Linearized buoyant motion in a closed container

Abstract

An arbitrarily-shaped, closed container completely filled with fluid is considered. It is assumed that the fluid is originally in a stably-stratified state of rest, and that at an initial instant the temperature of the container walls is impulsively changed. The ensuing unsteady laminar motion is found by solving the linearized Boussinesq equations governing buoyancy-driven flows. A ‘boundarylayer/inviscid-interior’ decomposition leads to a modified asymptotic expansion scheme of analysis. The boundary-layer concept is valid only for large values of the Rayleigh number, and, in addition, we limit the Prandtl number to order unity. It is found that the inviscid interior region heats up by means of a convection process that is driven by suction induced by the boundary layer. The inviscid, adiabatic interior responds to a special horizontal ‘average’ value of the container temperature perturbation.

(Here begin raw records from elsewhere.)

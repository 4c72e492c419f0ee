// src/config/sources.rs
use anyhow::{bail, Result};
use serde::{Deserialize, Serialize};
use std::fmt;
use std::time::Duration;

use super::duration::serde_str;

/// How the monitor fingerprints a source without downloading it through the ingestor.
#[derive(Debug, Clone, Copy, PartialEq, Eq, Hash, Serialize, Deserialize, Default)]
#[serde(rename_all = "lowercase")]
pub enum CheckMethod {
    /// `Last-Modified` + `Content-Length` from a HEAD request.
    #[default]
    Head,
    /// Full body hash (fallback for servers without useful headers).
    Get,
    /// `ETag` header, falling back to the HEAD fingerprint when absent.
    /// A HEAD with no validators at all is fingerprinted by its body.
    Etag,
}

impl fmt::Display for CheckMethod {
    fn fmt(&self, f: &mut fmt::Formatter<'_>) -> fmt::Result {
        match self {
            CheckMethod::Head => write!(f, "head"),
            CheckMethod::Get => write!(f, "get"),
            CheckMethod::Etag => write!(f, "etag"),
        }
    }
}

fn default_freshness() -> Duration {
    Duration::from_secs(24 * 3600)
}
fn default_stale() -> Duration {
    Duration::from_secs(168 * 3600)
}
fn default_critical() -> Duration {
    Duration::from_secs(336 * 3600)
}
fn default_check_interval() -> Duration {
    Duration::from_secs(6 * 3600)
}
fn default_origin() -> String {
    "apl".to_string()
}
fn default_priority() -> u32 {
    LOWEST_PRIORITY
}
fn default_true() -> bool {
    true
}

/// Sources without an explicit priority sort last.
pub const LOWEST_PRIORITY: u32 = u32::MAX;

/// Age thresholds; must satisfy `freshness < stale < critical`.
#[derive(Debug, Clone, Copy, PartialEq, Eq, Serialize, Deserialize)]
pub struct FreshnessThresholds {
    #[serde(with = "serde_str", default = "default_freshness")]
    pub freshness: Duration,
    #[serde(with = "serde_str", default = "default_stale")]
    pub stale: Duration,
    #[serde(with = "serde_str", default = "default_critical")]
    pub critical: Duration,
}

impl Default for FreshnessThresholds {
    fn default() -> Self {
        Self {
            freshness: default_freshness(),
            stale: default_stale(),
            critical: default_critical(),
        }
    }
}

impl FreshnessThresholds {
    pub fn hours(freshness: u64, stale: u64, critical: u64) -> Self {
        Self {
            freshness: Duration::from_secs(freshness * 3600),
            stale: Duration::from_secs(stale * 3600),
            critical: Duration::from_secs(critical * 3600),
        }
    }

    pub fn validate(&self) -> Result<()> {
        if !(self.freshness < self.stale && self.stale < self.critical) {
            bail!(
                "thresholds must satisfy freshness < stale < critical (got {:?} / {:?} / {:?})",
                self.freshness,
                self.stale,
                self.critical
            );
        }
        Ok(())
    }
}

/// One external feed, as declared by the operator.
#[derive(Debug, Clone, PartialEq, Serialize, Deserialize)]
pub struct SourceConfig {
    pub id: String,
    #[serde(default)]
    pub name: Option<String>,
    pub check_url: String,
    #[serde(default)]
    pub check_method: CheckMethod,
    #[serde(with = "serde_str", default = "default_check_interval")]
    pub check_interval: Duration,
    #[serde(default, flatten)]
    pub thresholds: FreshnessThresholds,
    /// Lower number syncs first.
    #[serde(default = "default_priority")]
    pub priority: u32,
    #[serde(default = "default_true")]
    pub enabled: bool,
    /// Second half of the status key; one feed may publish several lists.
    #[serde(default = "default_origin")]
    pub data_origin: String,
}

impl SourceConfig {
    pub fn new(id: impl Into<String>, check_url: impl Into<String>) -> Self {
        Self {
            id: id.into(),
            name: None,
            check_url: check_url.into(),
            check_method: CheckMethod::default(),
            check_interval: default_check_interval(),
            thresholds: FreshnessThresholds::default(),
            priority: default_priority(),
            enabled: true,
            data_origin: default_origin(),
        }
    }

    pub fn with_priority(mut self, priority: u32) -> Self {
        self.priority = priority;
        self
    }

    pub fn with_method(mut self, method: CheckMethod) -> Self {
        self.check_method = method;
        self
    }

    pub fn with_thresholds(mut self, thresholds: FreshnessThresholds) -> Self {
        self.thresholds = thresholds;
        self
    }

    pub fn disabled(mut self) -> Self {
        self.enabled = false;
        self
    }

    pub fn display_name(&self) -> &str {
        self.name.as_deref().unwrap_or(&self.id)
    }

    pub fn validate(&self) -> Result<()> {
        if self.id.trim().is_empty() {
            bail!("source id must not be empty");
        }
        if self.check_url.trim().is_empty() {
            bail!("source {}: check_url must not be empty", self.id);
        }
        self.thresholds
            .validate()
            .map_err(|e| anyhow::anyhow!("source {}: {e}", self.id))
    }
}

The boundary layer smears out, or averages, any circumferential variation in this perturbation, so that the interior, in effect, responds to an isothermal boundary in each horizontal plane. The interior temperature and vertical velocity component are expressed simply in terms of this horizontal ‘average’ container temperature. The horizontal velocity potential is governed by a Poisson equation, whose solution is developed for several specific geometries to illustrate the nature of the flow.